Background— Ranolazine, a piperazine derivative, reduces ischemia via inhibition of the late phase of the inward sodium current (late I_Na) during cardiac repolarization, with a consequent reduction in intracellular sodium and calcium overload. Increased intracellular calcium leads to both mechanical dysfunction and electric instability. Ranolazine reduces proarrhythmic substrate and triggers such as early afterdepolarization in experimental models. However, the potential antiarrhythmic actions of ranolazine have yet to be demonstrated in humans.

Methods and Results— The Metabolic Efficiency With Ranolazine for Less Ischemia in Non–ST-Elevation Acute Coronary Syndrome (MERLIN)–Thrombolysis in Myocardial Infarction (TIMI) 36 (MERLIN-TIMI 36) trial randomized 6560 patients hospitalized with a non–ST-elevation acute coronary syndrome to ranolazine or placebo in addition to standard therapy. Continuous ECG (Holter) recording was performed for the first 7 days after randomization. A prespecified set of arrhythmias were evaluated by a core laboratory blinded to treatment and outcomes. Of the 6560 patients in MERLIN-TIMI 36, 6351 (97%) had continuous ECG recordings that could be evaluated for arrhythmia analysis. Treatment with ranolazine resulted in significantly lower incidences of arrhythmias. Specifically, fewer patients had an episode of ventricular tachycardia lasting ≥8 beats (166 [5.3%] versus 265 [8.3%]; P<0.001), supraventricular tachycardia (1413 [44.7%] versus 1752 [55.0%]; P<0.001), or new-onset atrial fibrillation (55 [1.7%] versus 75 [2.4%]; P=0.08). In addition, pauses ≥3 seconds were less frequent with ranolazine (97 [3.1%] versus 136 [4.3%]; P=0.01).

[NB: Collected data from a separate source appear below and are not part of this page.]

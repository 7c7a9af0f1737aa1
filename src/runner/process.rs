// Copyright 2026 BadCompany
//
// Licensed under the Apache License, Version 2.0 (the "License");
// you may not use this file except in compliance with the License.
// You may obtain a copy of the License at
//
//     http://www.apache.org/licenses/LICENSE-2.0
//
// Unless required by applicable law or agreed to in writing, software
// distributed under the License is distributed on an "AS IS" BASIS,
// WITHOUT WARRANTIES OR CONDITIONS OF ANY KIND, either express or implied.
// See the License for the specific language governing permissions and
// limitations under the License.

//! Tool process lifecycle with timeout and orphan protection.
//!
//! Every invocation runs spawn, write, drain, wait and reap. The child is
//! placed in its own process group so a timeout can take down anything it
//! forked, and on Linux it is bound to our lifetime with `PR_SET_PDEATHSIG`.

use std::path::{Path, PathBuf};
use std::process::{ExitStatus, Stdio};
use std::time::Duration;

use bytes::Bytes;
use tokio::process::{Child, Command};
use tokio::task::{AbortHandle, JoinHandle};
use tracing::{debug, warn};

use crate::config::Config;
use crate::mist_core::errors::MistError;
use crate::runner::pipeline::{
    spawn_stderr_drain, spawn_stdin_writer, spawn_stdout_reader, Capture, CapturedStdout,
};

/// One tool execution: program, arguments, optional stdin and capture mode.
#[derive(Debug, Clone)]
pub struct Invocation {
    pub program: PathBuf,
    pub args: Vec<String>,
    /// Bytes written to stdin; `None` attaches the null device
    pub input: Option<Bytes>,
    pub capture: Capture,
}

impl Invocation {
    pub fn new<I, S>(program: impl Into<PathBuf>, args: I) -> Self
    where
        I: IntoIterator<Item = S>,
        S: Into<String>,
    {
        Self {
            program: program.into(),
            args: args.into_iter().map(Into::into).collect(),
            input: None,
            capture: Capture::Raw,
        }
    }

    pub fn with_input(mut self, input: impl Into<Bytes>) -> Self {
        self.input = Some(input.into());
        self
    }

    pub fn with_capture(mut self, capture: Capture) -> Self {
        self.capture = capture;
        self
    }
}

/// Output of a tool that exited successfully.
#[derive(Debug)]
pub struct ProcessOutput {
    pub status: ExitStatus,
    pub stdout: CapturedStdout,
    pub stderr: Vec<u8>,
}

#[derive(Debug, Clone)]
pub struct ProcessRunner {
    timeout: Duration,
    kill_grace: Duration,
}

impl ProcessRunner {
    pub fn new(timeout: Duration) -> Self {
        Self {
            timeout,
            kill_grace: Duration::ZERO,
        }
    }

    pub fn from_config(config: &Config) -> Self {
        Self::new(config.timeout()).with_kill_grace(config.kill_grace())
    }

    /// Send SIGTERM and wait up to `grace` before SIGKILL on timeout.
    pub fn with_kill_grace(mut self, grace: Duration) -> Self {
        self.kill_grace = grace;
        self
    }

    pub fn timeout(&self) -> Duration {
        self.timeout
    }

    /// Run `invocation` to completion.
    ///
    /// The timeout budget covers waiting for exit and draining both pipes.
    /// Nonzero exit becomes [`MistError::NonZeroExit`] carrying stderr.
    pub async fn run(&self, invocation: Invocation) -> Result<ProcessOutput, MistError> {
        let Invocation {
            program,
            args,
            input,
            capture,
        } = invocation;

        debug!("Spawning '{}' with args {:?}", program.display(), args);
        let mut child = spawn(&program, &args, input.is_some())?;
        let pid = child.id();

        let mut stdin_task = match (child.stdin.take(), input) {
            (Some(stdin), Some(input)) => Some(spawn_stdin_writer(stdin, input)),
            _ => None,
        };
        let mut stdout_task = child
            .stdout
            .take()
            .map(|stdout| spawn_stdout_reader(stdout, capture));
        let mut stderr_task = child.stderr.take().map(spawn_stderr_drain);

        let collected = tokio::time::timeout(self.timeout, async {
            let status = child.wait().await?;
            if let Some(task) = stdin_task.as_mut() {
                join(task).await?;
            }
            let stdout = match stdout_task.as_mut() {
                Some(task) => join(task).await?,
                None => empty_capture(capture),
            };
            let stderr = match stderr_task.as_mut() {
                Some(task) => join(task).await?,
                None => Vec::new(),
            };
            Ok::<_, MistError>((status, stdout, stderr))
        })
        .await;

        let (status, stdout, stderr) = match collected {
            Ok(Ok(collected)) => collected,
            Ok(Err(e)) => {
                warn!(
                    "Collecting output of '{}' failed, killing its process group: {}",
                    program.display(),
                    e
                );
                self.terminate(&mut child, pid).await;
                abort_all([
                    stdin_task.map(abortable),
                    stdout_task.map(abortable),
                    stderr_task.map(abortable),
                ]);
                return Err(e);
            }
            Err(_) => {
                warn!(
                    "'{}' exceeded its {:?} budget, killing it",
                    program.display(),
                    self.timeout
                );
                self.terminate(&mut child, pid).await;
                abort_all([
                    stdin_task.map(abortable),
                    stdout_task.map(abortable),
                    stderr_task.map(abortable),
                ]);
                return Err(MistError::Timeout {
                    budget: self.timeout,
                });
            }
        };

        debug!("'{}' exited with {}", program.display(), status);
        if !status.success() {
            return Err(MistError::non_zero_exit(
                status.code(),
                &String::from_utf8_lossy(&stderr),
            ));
        }

        Ok(ProcessOutput {
            status,
            stdout,
            stderr,
        })
    }

    /// Kill the child and everything in its process group, then reap it.
    /// Used on timeout and when collecting output fails.
    async fn terminate(&self, child: &mut Child, pid: Option<u32>) {
        #[cfg(unix)]
        if let Some(pid) = pid {
            if !self.kill_grace.is_zero() {
                signal_group(pid, nix::sys::signal::Signal::SIGTERM);
                if tokio::time::timeout(self.kill_grace, child.wait()).await.is_ok() {
                    debug!("Process group {} honoured SIGTERM", pid);
                }
            }
            // Grandchildren may outlive the leader, so the group is killed
            // even when the leader already exited.
            signal_group(pid, nix::sys::signal::Signal::SIGKILL);
        }
        #[cfg(not(unix))]
        let _ = pid;

        if let Err(e) = child.kill().await {
            debug!("Kill of pid {:?} failed: {}", pid, e);
        }
        let _ = child.wait().await;
    }
}

fn spawn(program: &Path, args: &[String], piped_stdin: bool) -> Result<Child, MistError> {
    let mut std_command = std::process::Command::new(program);
    std_command
        .args(args)
        .stdin(if piped_stdin {
            Stdio::piped()
        } else {
            Stdio::null()
        })
        .stdout(Stdio::piped())
        .stderr(Stdio::piped());

    #[cfg(unix)]
    {
        use std::os::unix::process::CommandExt;

        std_command.process_group(0);

        #[cfg(target_os = "linux")]
        // SAFETY: prctl is async-signal-safe and touches no state shared with
        // the parent; the constants come from libc for this platform.
        unsafe {
            std_command.pre_exec(|| {
                // SIGKILL the tool if the calling process dies
                let ret = libc::prctl(libc::PR_SET_PDEATHSIG, libc::SIGKILL);
                if ret != 0 {
                    return Err(std::io::Error::last_os_error());
                }
                Ok(())
            });
        }
    }

    let mut command = Command::from(std_command);
    command.kill_on_drop(true);
    command.spawn().map_err(|source| MistError::BinaryNotFound {
        path: program.to_path_buf(),
        source,
    })
}

#[cfg(unix)]
fn signal_group(pid: u32, signal: nix::sys::signal::Signal) {
    use nix::unistd::Pid;

    let Ok(raw) = i32::try_from(pid) else {
        return;
    };
    match nix::sys::signal::killpg(Pid::from_raw(raw), signal) {
        Ok(()) => debug!("Sent {:?} to process group {}", signal, pid),
        // Group already gone
        Err(nix::errno::Errno::ESRCH) => {}
        Err(e) => warn!("Failed to signal process group {}: {}", pid, e),
    }
}

fn abortable<T>(task: JoinHandle<T>) -> AbortHandle {
    task.abort_handle()
}

fn abort_all(tasks: [Option<AbortHandle>; 3]) {
    for task in tasks.into_iter().flatten() {
        task.abort();
    }
}

async fn join<T>(task: &mut JoinHandle<Result<T, MistError>>) -> Result<T, MistError> {
    task.await
        .map_err(|e| MistError::Io(std::io::Error::new(std::io::ErrorKind::Other, e)))?
}

fn empty_capture(capture: Capture) -> CapturedStdout {
    match capture {
        Capture::Raw => CapturedStdout::Raw(Vec::new()),
        Capture::Envelope => CapturedStdout::Envelope(crate::transport::Selection::Empty),
    }
}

Conclusions— Ranolazine, an inhibitor of late I_Na, appears to have antiarrhythmic effects as assessed by continuous ECG monitoring of patients in the first week after admission for acute coronary syndrome. Studies specifically designed to evaluate the potential role of ranolazine as an antiarrhythmic agent are warranted.